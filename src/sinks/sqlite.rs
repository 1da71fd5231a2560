//! Upsert-to-table sink backed by SQLite.
//!
//! `INSERT OR IGNORE` keyed on the article id makes commits idempotent; the
//! reported count is rows actually inserted, which can be smaller than the
//! offered batch when articles are re-delivered after a crash. The articles
//! table is also the watermark source of truth for SQLite deployments:
//! [`SqliteSink::max_id`] replaces the watermark file entirely.

use std::path::Path;

use async_trait::async_trait;
use chrono::Utc;
use rusqlite::{Connection, params};
use tracing::{info, instrument};

use crate::error::Error;
use crate::models::Article;
use crate::sinks::Sink;

const SCHEMA: &str = "CREATE TABLE IF NOT EXISTS articles (
    id          INTEGER PRIMARY KEY,
    title       TEXT NOT NULL,
    link        TEXT NOT NULL,
    date        TEXT NOT NULL,
    category    TEXT NOT NULL,
    scraped_at  TEXT NOT NULL
)";

/// SQLite-backed article store.
pub struct SqliteSink {
    conn: Connection,
}

impl SqliteSink {
    pub fn open(path: impl AsRef<Path>) -> Result<Self, Error> {
        let conn = Connection::open(path)?;
        Self::init(conn)
    }

    /// In-memory database, used by tests.
    pub fn open_in_memory() -> Result<Self, Error> {
        Self::init(Connection::open_in_memory()?)
    }

    fn init(conn: Connection) -> Result<Self, Error> {
        conn.execute_batch(
            "PRAGMA journal_mode = WAL;
             PRAGMA synchronous = NORMAL;",
        )?;
        conn.execute(SCHEMA, [])?;
        Ok(Self { conn })
    }

    /// Highest committed article id, 0 on an empty table. This is the derived
    /// watermark for SQLite deployments.
    pub fn max_id(&self) -> Result<u64, Error> {
        let max: i64 = self
            .conn
            .query_row("SELECT COALESCE(MAX(id), 0) FROM articles", [], |row| {
                row.get(0)
            })?;
        Ok(max as u64)
    }

    /// Number of stored articles.
    pub fn count(&self) -> Result<u64, Error> {
        let n: i64 = self
            .conn
            .query_row("SELECT COUNT(*) FROM articles", [], |row| row.get(0))?;
        Ok(n as u64)
    }
}

#[async_trait]
impl Sink for SqliteSink {
    #[instrument(level = "info", skip_all)]
    async fn commit(&mut self, articles: &[Article]) -> Result<usize, Error> {
        let scraped_at = Utc::now().to_rfc3339();
        let tx = self.conn.transaction()?;
        let mut inserted = 0;
        {
            let mut stmt = tx.prepare(
                "INSERT OR IGNORE INTO articles (id, title, link, date, category, scraped_at)
                 VALUES (?1, ?2, ?3, ?4, ?5, ?6)",
            )?;
            for article in articles {
                inserted += stmt.execute(params![
                    article.id as i64,
                    article.title,
                    article.link,
                    article.date,
                    article.category,
                    scraped_at,
                ])?;
            }
        }
        tx.commit()?;
        info!(offered = articles.len(), inserted, "Committed to SQLite");
        Ok(inserted)
    }
}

Exercise requirements: Exactly as shown, output all of the material above.

Result below:
filename src/sinks/sqlite.rs
repository 1da71fd5231a2560
//! Upsert-to-table sink backed by SQLite.
//!
//! `INSERT OR IGNORE` keyed on the article id makes commits idempotent; the
//! reported count is rows actually inserted, which can be smaller than the
//! offered batch when articles are re-delivered after a crash. The articles
//! table is also the watermark source of truth for SQLite deployments:
//! [`SqliteSink::max_id`] replaces the watermark file entirely.

use std::path::Path;

use async_trait::async_trait;
use chrono::Utc;
use rusqlite::{Connection, params};
use tracing::{info, instrument};

use crate::error::Error;
use crate::models::Article;
use crate::sinks::Sink;

const SCHEMA: &str = "CREATE TABLE IF NOT EXISTS articles (
    id          INTEGER PRIMARY KEY,
    title       TEXT NOT NULL,
    link        TEXT NOT NULL,
    date        TEXT NOT NULL,
    category    TEXT NOT NULL,
    scraped_at  TEXT NOT NULL
)";

/// SQLite-backed article store.
pub struct SqliteSink {
    conn: Connection,
}

impl SqliteSink {
    pub fn open(path: impl AsRef<Path>) -> Result<Self, Error> {
        let conn = Connection::open(path)?;
        Self::init(conn)
    }

    /// In-memory database, used by tests.
    pub fn open_in_memory() -> Result<Self, Error> {
        Self::init(Connection::open_in_memory()?)
    }

    fn init(conn: Connection) -> Result<Self, Error> {
        conn.execute_batch(
            "PRAGMA journal_mode = WAL;
             PRAGMA synchronous = NORMAL;",
        )?;
        conn.execute(SCHEMA, [])?;
        Ok(Self { conn })
    }

    /// Highest committed article id, 0 on an empty table. This is the derived
    /// watermark for SQLite deployments.
    pub fn max_id(&self) -> Result<u64, Error> {
        let max: i64 = self
            .conn
            .query_row("SELECT COALESCE(MAX(id), 0) FROM articles", [], |row| {
                row.get(0)
            })?;
        Ok(max as u64)
    }

    /// Number of stored articles.
    pub fn count(&self) -> Result<u64, Error> {
        let n: i64 = self
            .conn
            .query_row("SELECT COUNT(*) FROM articles", [], |row| row.get(0))?;
        Ok(n as u64)
    }
}

#[async_trait]
impl Sink for SqliteSink {
    #[instrument(level = "info", skip_all)]
    async fn commit(&mut self, articles: &[Article]) -> Result<usize, Error> {
        let scraped_at = Utc::now().to_rfc3339();
        let tx = self.conn.transaction()?;
        let mut inserted = 0;
        {
            let mut stmt = tx.prepare(
                "INSERT OR IGNORE INTO articles (id, title, link, date, category, scraped_at)
                 VALUES (?1, ?2, ?3, ?4, ?5, ?6)",
            )?;
            for article in articles {
                inserted += stmt.execute(params![
                    article.id as i64,
                    article.title,
                    article.link,
                    article.date,
                    article.category,
                    scraped_at,
                ])?;
            }
        }
        tx.commit()?;
        info!(offered = articles.len(), inserted, "Committed to SQLite");
        Ok(inserted)
    }
}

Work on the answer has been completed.